There are two good reasons. First, winter desiccation is a significant problem. Our intense, high-altitude sunlight warms the branches. Evergreen leaves transpire, losing water. But the ground is frozen, so replacement water isn’t available. Leaves wilt and die. Bare branches split. Protecting plants from drying winds can help them survive.
At least one rose collar ad mentions this: “Eliminate die back caused by drying out of the canes. Allow moisture in during rains, but prevent erosion of mulch.” Of course, our moisture would come from snow, not rain, but the point is valid. This is a one reason to use winter protection.
On the other hand, too much moisture can rot plants, especially those used to our arid climate. Make sure excess moisture can escape, and don’t use impervious covers on xeric plants.

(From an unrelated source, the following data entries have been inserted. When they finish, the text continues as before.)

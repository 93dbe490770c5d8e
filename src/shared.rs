//! State shared by the four workers.
//!
//! Workers never call each other; everything flows through this structure.
//! Mailboxes carry latest-wins values, overwrite rings carry sampled
//! streams for the recorder, and the configuration snapshot sits behind an
//! `ArcSwap` so readers pay one atomic load per cycle.
//!
//! Writer/reader assignments (one writer per mailbox/ring):
//! - `latest_state`, `state_ring`, `cmd_ring`, `event_ring`: USB worker
//! - `latest_remote_motor_cmd`, `latest_setpoint_cmd`, `sys_event_ring`,
//!   `event_cmd_q`, `sys_event_q`, `cfg`, `last_cmd_rx_mono_s`: TCP worker
//!   (the controller additionally clears the command mailboxes on a reset
//!   event; both writers are command-path serialized by the event queue)
//! - `latest_motor_cmd_request`, `system_state`: controller worker

use crate::config::RuntimeConfig;
use crate::core::time::now_mono_s;
use crate::core::types::{
    EventCmd, EventSample, MotorCmdSample, MotorCommands, StateSample, States, SystemState,
};
use crate::sync::{Mailbox, OverwriteRing};
use crate::wire::payload::SetpointPayload;
use arc_swap::ArcSwap;
use std::sync::Arc;
use std::sync::atomic::{AtomicBool, AtomicU32, AtomicU64, Ordering};

/// Everything the workers communicate through
pub struct SharedState {
    /// Live configuration snapshot (read-copy-update, TCP worker writes)
    pub cfg: ArcSwap<RuntimeConfig>,

    pub latest_state: Mailbox<States>,
    pub latest_remote_motor_cmd: Mailbox<MotorCommands>,
    pub latest_setpoint_cmd: Mailbox<SetpointPayload>,
    /// Controller output, applied to the hardware by the USB worker
    pub latest_motor_cmd_request: Mailbox<MotorCommands>,
    pub system_state: Mailbox<SystemState>,

    /// Monotonic time of the last command frame received over TCP
    /// (f64 bit pattern; 0.0 = never)
    last_cmd_rx_mono_bits: AtomicU64,

    // Diagnostics
    pub tcp_frames_bad: AtomicU32,
    pub serial_errors: AtomicU32,
    /// Set alongside the stop flag when startup hit a fatal error
    pub fatal: AtomicBool,
    pub start_mono_s: f64,

    // One-shot event queues
    /// TCP -> USB hardware events (beep)
    pub event_cmd_q: OverwriteRing<EventCmd>,
    /// TCP -> controller system events (flag edges, config applied)
    pub sys_event_q: OverwriteRing<EventCmd>,

    // Recorder rings
    pub state_ring: OverwriteRing<StateSample>,
    pub cmd_ring: OverwriteRing<MotorCmdSample>,
    pub event_ring: OverwriteRing<EventSample>,
    pub sys_event_ring: OverwriteRing<EventSample>,
}

impl SharedState {
    pub fn new(cfg: RuntimeConfig) -> Arc<Self> {
        Arc::new(Self {
            cfg: ArcSwap::from_pointee(cfg),
            latest_state: Mailbox::new(),
            latest_remote_motor_cmd: Mailbox::new(),
            latest_setpoint_cmd: Mailbox::new(),
            latest_motor_cmd_request: Mailbox::new(),
            system_state: Mailbox::new(),
            last_cmd_rx_mono_bits: AtomicU64::new(0.0f64.to_bits()),
            tcp_frames_bad: AtomicU32::new(0),
            serial_errors: AtomicU32::new(0),
            fatal: AtomicBool::new(false),
            start_mono_s: now_mono_s(),
            event_cmd_q: OverwriteRing::new(256),
            sys_event_q: OverwriteRing::new(256),
            state_ring: OverwriteRing::new(4096),
            cmd_ring: OverwriteRing::new(2048),
            event_ring: OverwriteRing::new(2048),
            sys_event_ring: OverwriteRing::new(2048),
        })
    }

    /// Current config snapshot
    pub fn config(&self) -> Arc<RuntimeConfig> {
        self.cfg.load_full()
    }

    /// Record that a command frame arrived now
    pub fn touch_cmd_rx(&self, mono_s: f64) {
        self.last_cmd_rx_mono_bits
            .store(mono_s.to_bits(), Ordering::Release);
    }

    /// Monotonic time of the last command frame, 0.0 if none ever arrived
    pub fn last_cmd_rx_mono_s(&self) -> f64 {
        f64::from_bits(self.last_cmd_rx_mono_bits.load(Ordering::Acquire))
    }

    /// Mark this run as failed and worth a nonzero exit code
    pub fn mark_fatal(&self) {
        self.fatal.store(true, Ordering::Release);
    }

    pub fn is_fatal(&self) -> bool {
        self.fatal.load(Ordering::Acquire)
    }
}

/// Watchdog decision: true when commands have gone stale.
///
/// Requires that a command was ever seen; a gateway that never heard from a
/// client is idle, not timed out.
pub fn cmd_timed_out(last_rx_mono_s: f64, now_mono_s: f64, timeout_s: f64) -> bool {
    last_rx_mono_s > 0.0 && (now_mono_s - last_rx_mono_s) > timeout_s
}

#[cfg(test)]
mod tests {
    use super::*;

    #[test]
    fn test_cmd_rx_timestamp_roundtrip() {
        let sh = SharedState::new(RuntimeConfig::default());
        assert_eq!(sh.last_cmd_rx_mono_s(), 0.0);
        sh.touch_cmd_rx(12.345);
        assert_eq!(sh.last_cmd_rx_mono_s(), 12.345);
    }

    #[test]
    fn test_timeout_requires_a_command_ever_seen() {
        assert!(!cmd_timed_out(0.0, 100.0, 0.2));
        assert!(!cmd_timed_out(99.9, 100.0, 0.2));
        assert!(cmd_timed_out(99.7, 100.0, 0.2));
    }

    #[test]
    fn test_config_swap_is_visible() {
        let sh = SharedState::new(RuntimeConfig::default());
        assert_eq!(sh.config().usb_hz, 200.0);

        let mut next = (*sh.config()).clone();
        next.usb_hz = 50.0;
        sh.cfg.store(Arc::new(next));
        assert_eq!(sh.config().usb_hz, 50.0);
    }
}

The other reason is to keep plants cold. With many hardy plants, the problem with cold weather isn’t the risk of freezing. They’re prepared for that. It’s the freeze-thaw-freeze-thaw-freeze cycle we get in a normal Colorado winter. The temperatures drop to the teens—freeze! The sun warms the plant during a 40° day—thaw! A storm moves in—freeze! We get a warm spell—thaw! Sound familiar?
This alternating freezing and thawing is very hard on plants, weakening tissues and causing injury. Furthermore, a prolonged warm spell can fool plants into thinking spring has arrived. They break dormancy far too early—a fatal mistake. Plant covers and rose collars mitigate the extremes of these wild temperature fluctuations.
Rose collars and burlap wraps have their place, but I prefer to select plants adapted to our climate, avoiding the time consuming hassle of covering them. Besides, I don’t like the look of covered plants. If I wanted a plastic and burlap garden, I would have planted one.